### MATERIAL TO PROCESS

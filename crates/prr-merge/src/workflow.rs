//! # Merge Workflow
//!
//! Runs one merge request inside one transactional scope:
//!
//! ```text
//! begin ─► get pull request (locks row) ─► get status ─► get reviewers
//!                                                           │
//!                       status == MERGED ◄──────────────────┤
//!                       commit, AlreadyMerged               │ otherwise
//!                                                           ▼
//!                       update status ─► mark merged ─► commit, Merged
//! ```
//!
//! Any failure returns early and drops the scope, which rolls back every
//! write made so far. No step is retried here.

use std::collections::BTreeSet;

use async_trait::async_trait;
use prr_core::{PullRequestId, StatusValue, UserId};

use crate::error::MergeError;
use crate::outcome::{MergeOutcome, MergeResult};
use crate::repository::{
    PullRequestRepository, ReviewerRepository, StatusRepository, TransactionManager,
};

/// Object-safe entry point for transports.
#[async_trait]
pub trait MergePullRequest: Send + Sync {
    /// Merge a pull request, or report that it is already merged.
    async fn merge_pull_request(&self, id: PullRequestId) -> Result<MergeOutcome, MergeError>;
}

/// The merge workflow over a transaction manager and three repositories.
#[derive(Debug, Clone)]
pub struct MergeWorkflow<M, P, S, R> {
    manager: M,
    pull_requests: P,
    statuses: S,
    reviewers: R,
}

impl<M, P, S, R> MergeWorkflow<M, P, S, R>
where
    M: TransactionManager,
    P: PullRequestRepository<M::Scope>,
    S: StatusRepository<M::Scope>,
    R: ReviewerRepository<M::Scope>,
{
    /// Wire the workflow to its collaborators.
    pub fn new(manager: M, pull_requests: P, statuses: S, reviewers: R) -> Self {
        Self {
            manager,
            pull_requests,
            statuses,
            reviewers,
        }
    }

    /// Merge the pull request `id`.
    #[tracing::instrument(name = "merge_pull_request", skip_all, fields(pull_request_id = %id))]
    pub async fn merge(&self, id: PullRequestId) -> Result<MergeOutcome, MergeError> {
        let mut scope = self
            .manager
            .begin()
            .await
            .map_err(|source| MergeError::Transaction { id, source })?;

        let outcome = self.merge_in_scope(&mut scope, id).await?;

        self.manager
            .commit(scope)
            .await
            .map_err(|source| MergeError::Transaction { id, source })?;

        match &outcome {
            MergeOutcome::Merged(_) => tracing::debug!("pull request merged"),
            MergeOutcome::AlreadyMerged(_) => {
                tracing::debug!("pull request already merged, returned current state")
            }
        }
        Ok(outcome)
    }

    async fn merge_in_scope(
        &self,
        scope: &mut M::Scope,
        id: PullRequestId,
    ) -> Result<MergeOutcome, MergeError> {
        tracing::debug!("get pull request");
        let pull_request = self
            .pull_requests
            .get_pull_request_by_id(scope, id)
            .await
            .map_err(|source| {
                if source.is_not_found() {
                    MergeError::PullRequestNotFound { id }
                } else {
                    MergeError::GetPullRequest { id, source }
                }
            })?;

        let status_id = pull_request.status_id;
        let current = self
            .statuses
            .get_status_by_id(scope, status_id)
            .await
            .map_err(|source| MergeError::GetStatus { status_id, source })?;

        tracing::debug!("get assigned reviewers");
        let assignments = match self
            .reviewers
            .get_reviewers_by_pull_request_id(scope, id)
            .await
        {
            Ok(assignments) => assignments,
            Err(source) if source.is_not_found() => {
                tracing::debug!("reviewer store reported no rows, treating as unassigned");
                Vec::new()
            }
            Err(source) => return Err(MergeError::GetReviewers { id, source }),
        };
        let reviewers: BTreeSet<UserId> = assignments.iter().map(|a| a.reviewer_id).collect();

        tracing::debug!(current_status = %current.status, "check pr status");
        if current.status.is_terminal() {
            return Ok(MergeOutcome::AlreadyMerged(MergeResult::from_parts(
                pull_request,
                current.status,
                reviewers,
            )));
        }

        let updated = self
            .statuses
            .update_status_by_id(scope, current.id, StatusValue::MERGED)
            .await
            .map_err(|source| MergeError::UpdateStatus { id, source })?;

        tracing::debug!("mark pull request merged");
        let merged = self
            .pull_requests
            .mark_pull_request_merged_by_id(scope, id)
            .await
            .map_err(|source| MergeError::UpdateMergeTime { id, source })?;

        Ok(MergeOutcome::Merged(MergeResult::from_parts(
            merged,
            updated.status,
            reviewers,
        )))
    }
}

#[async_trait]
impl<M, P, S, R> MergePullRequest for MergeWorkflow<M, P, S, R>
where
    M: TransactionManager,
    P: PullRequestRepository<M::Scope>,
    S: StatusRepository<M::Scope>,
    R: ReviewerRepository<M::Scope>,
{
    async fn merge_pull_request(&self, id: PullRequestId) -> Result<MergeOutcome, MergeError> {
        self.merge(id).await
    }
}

### AIM OF THE TASK
Every line that contains the string "StatusValue" should be copied from the records.

### SOLVED PROBLEM
use prr_core::{PullRequestId, StatusValue, UserId};
            .update_status_by_id(scope, current.id, StatusValue::MERGED)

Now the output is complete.